[[ Records to use open ]]

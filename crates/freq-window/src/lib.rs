//! Sliding-window frequency counter.
//!
//! Tracks an event rate over two consecutive periods and estimates the
//! rate over the sliding window that spans them: the previous period's
//! count is weighted by how much of it still overlaps the window. This
//! avoids the fixed-window edge case where two adjacent windows can
//! collectively pass twice the configured rate around the boundary.
//!
//! The structure is lock-free: rotation into a new period is elected with
//! a single compare-and-swap on the period start, and counts are plain
//! atomic adds. Concurrent callers may attribute a handful of events to
//! the neighboring period during rotation; the estimate tolerates that.
//!
//! All methods take the caller's clock (`now_ms`) so the enforcer's tick
//! drives every counter consistently and tests stay deterministic.

use std::sync::atomic::{AtomicU64, Ordering};

pub struct FreqWindow {
	period_ms: u64,
	/// Start of the current period, in ms, aligned to `period_ms`.
	period_start: AtomicU64,
	curr: AtomicU64,
	prev: AtomicU64,
}

impl FreqWindow {
	/// `period_ms` must be nonzero; it is the length of one accounting
	/// period, and the effective sliding window is twice that.
	#[must_use]
	pub fn new(period_ms: u64) -> Self {
		assert!(period_ms > 0, "period must be nonzero");
		Self {
			period_ms,
			period_start: AtomicU64::new(0),
			curr: AtomicU64::new(0),
			prev: AtomicU64::new(0),
		}
	}

	#[must_use]
	pub const fn period_ms(&self) -> u64 {
		self.period_ms
	}

	/// Count `n` events at `now_ms`.
	pub fn record(&self, n: u64, now_ms: u64) {
		self.rotate(now_ms);
		self.curr.fetch_add(n, Ordering::AcqRel);
	}

	/// Estimated event count over the sliding window ending at `now_ms`.
	#[must_use]
	pub fn estimate(&self, now_ms: u64) -> u64 {
		self.rotate(now_ms);
		let start = self.period_start.load(Ordering::Acquire);
		let elapsed = now_ms.saturating_sub(start).min(self.period_ms);
		let prev = self.prev.load(Ordering::Acquire);
		let curr = self.curr.load(Ordering::Acquire);
		let carried = (u128::from(prev) * u128::from(self.period_ms - elapsed) / u128::from(self.period_ms)) as u64;
		curr.saturating_add(carried)
	}

	/// How far the window's usage exceeds `limit`, or 0.
	#[must_use]
	pub fn overshoot(&self, limit: u64, now_ms: u64) -> u64 {
		self.estimate(now_ms).saturating_sub(limit)
	}

	/// How much of `limit` is still unused in the window, or 0.
	#[must_use]
	pub fn remaining(&self, limit: u64, now_ms: u64) -> u64 {
		limit.saturating_sub(self.estimate(now_ms))
	}

	/// Milliseconds until the window estimate decays below `limit`.
	///
	/// Returns 0 when there is room right now. When the current period
	/// alone holds `limit` or more, no amount of decay helps before the
	/// next rotation, so the delay runs to the period boundary.
	#[must_use]
	pub fn next_event_delay(&self, limit: u64, now_ms: u64) -> u64 {
		self.rotate(now_ms);
		let start = self.period_start.load(Ordering::Acquire);
		let elapsed = now_ms.saturating_sub(start).min(self.period_ms);
		let prev = self.prev.load(Ordering::Acquire);
		let curr = self.curr.load(Ordering::Acquire);

		let carried = (u128::from(prev) * u128::from(self.period_ms - elapsed) / u128::from(self.period_ms)) as u64;
		if curr.saturating_add(carried) < limit {
			return 0;
		}
		if curr >= limit || prev == 0 {
			return self.period_ms - elapsed;
		}
		// Solve curr + prev * (period - e) / period < limit for the
		// smallest elapsed offset e, then subtract what already passed.
		let excess = curr.saturating_add(prev).saturating_sub(limit).saturating_add(1);
		let e = (u128::from(self.period_ms) * u128::from(excess)).div_ceil(u128::from(prev)) as u64;
		e.min(self.period_ms).saturating_sub(elapsed)
	}

	fn rotate(&self, now_ms: u64) {
		loop {
			let start = self.period_start.load(Ordering::Acquire);
			if now_ms < start.saturating_add(self.period_ms) {
				return;
			}
			let periods_behind = (now_ms - start) / self.period_ms;
			let new_start = start + periods_behind * self.period_ms;
			if self
				.period_start
				.compare_exchange_weak(start, new_start, Ordering::AcqRel, Ordering::Acquire)
				.is_ok()
			{
				let old = self.curr.swap(0, Ordering::AcqRel);
				// Counts only carry over across exactly one period gap;
				// a longer idle stretch empties the whole window.
				self.prev.store(if periods_behind == 1 && start > 0 { old } else { 0 }, Ordering::Release);
				return;
			}
		}
	}
}
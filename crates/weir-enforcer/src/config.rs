use std::net::SocketAddr;
use std::time::Duration;
use weir_model::InstanceId;

/// Filter options. The proxy wires these from its own listener config;
/// the named options (`active-requests-refresh-interval`,
/// `unknown-user-limit`, `minimum-limit`) are the operator-facing knobs.
#[derive(Clone, Debug)]
pub struct EnforcerConfig {
	/// Deployment identifier; suffixes every aggregated KV key.
	pub endpoint: String,
	/// This edge process (`<host>-<port>`).
	pub instance: InstanceId,
	/// Local collector's UDP ingress.
	pub collector_addr: SocketAddr,
	/// Policy generator's TCP listener.
	pub policy_addr: SocketAddr,
	/// Cadence of `active_reqs` refresh events.
	pub active_requests_refresh_interval: Duration,
	/// Bytes/sec applied to users with no received limit share.
	pub unknown_user_limit: u64,
	/// Floor applied to every received limit share.
	pub minimum_limit: u64,
	/// Minimum spacing between per-user-table GC sweeps.
	pub cleanup_interval: Duration,
	/// A user entry must be idle this long past its last request end
	/// before GC may reclaim it.
	pub quiescence: Duration,
	/// Upper bound of the uniform jitter sleep during policy slowdown.
	pub jitter_range_ms: u64,
	/// Seconds over which a policy slowdown decays (doubling allowance
	/// per elapsed second).
	pub backoff_window_secs: u64,
}

impl EnforcerConfig {
	#[must_use]
	pub fn new(endpoint: &str, instance: InstanceId, collector_addr: SocketAddr, policy_addr: SocketAddr) -> Self {
		Self {
			endpoint: endpoint.to_string(),
			instance,
			collector_addr,
			policy_addr,
			active_requests_refresh_interval: Duration::from_secs(10),
			unknown_user_limit: 100 * 1024 * 1024,
			minimum_limit: 64 * 1024,
			cleanup_interval: Duration::from_secs(30),
			quiescence: Duration::from_secs(5),
			jitter_range_ms: 2,
			backoff_window_secs: 6,
		}
	}
}
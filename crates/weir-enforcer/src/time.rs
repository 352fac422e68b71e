//! Wall-clock ticks. Everything in the enforcer keys off the unix
//! epoch so edge tables and KV keys agree on second boundaries.

use std::time::{SystemTime, UNIX_EPOCH};

#[must_use]
pub fn epoch_us() -> u64 {
	SystemTime::now()
		.duration_since(UNIX_EPOCH)
		.map(|d| u64::try_from(d.as_micros()).unwrap_or(u64::MAX))
		.unwrap_or_default()
}

#[must_use]
pub fn epoch_ms() -> u64 {
	epoch_us() / 1_000
}

#[must_use]
pub fn epoch_sec() -> u64 {
	epoch_us() / 1_000_000
}

pub const US_PER_SEC: u64 = 1_000_000;
pub const MS_PER_SEC: u64 = 1_000;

[[ Records to use closed ]]

### [Your assignment]
Print exactly the lines from the beginning of the entries through the line with "counts are plain". Output nothing more.

### [Response for this exercise]
filename crates/freq-window/src/lib.rs
//! Sliding-window frequency counter.
//!
//! Tracks an event rate over two consecutive periods and estimates the
//! rate over the sliding window that spans them: the previous period's
//! count is weighted by how much of it still overlaps the window. This
//! avoids the fixed-window edge case where two adjacent windows can
//! collectively pass twice the configured rate around the boundary.
//!
//! The structure is lock-free: rotation into a new period is elected with
//! a single compare-and-swap on the period start, and counts are plain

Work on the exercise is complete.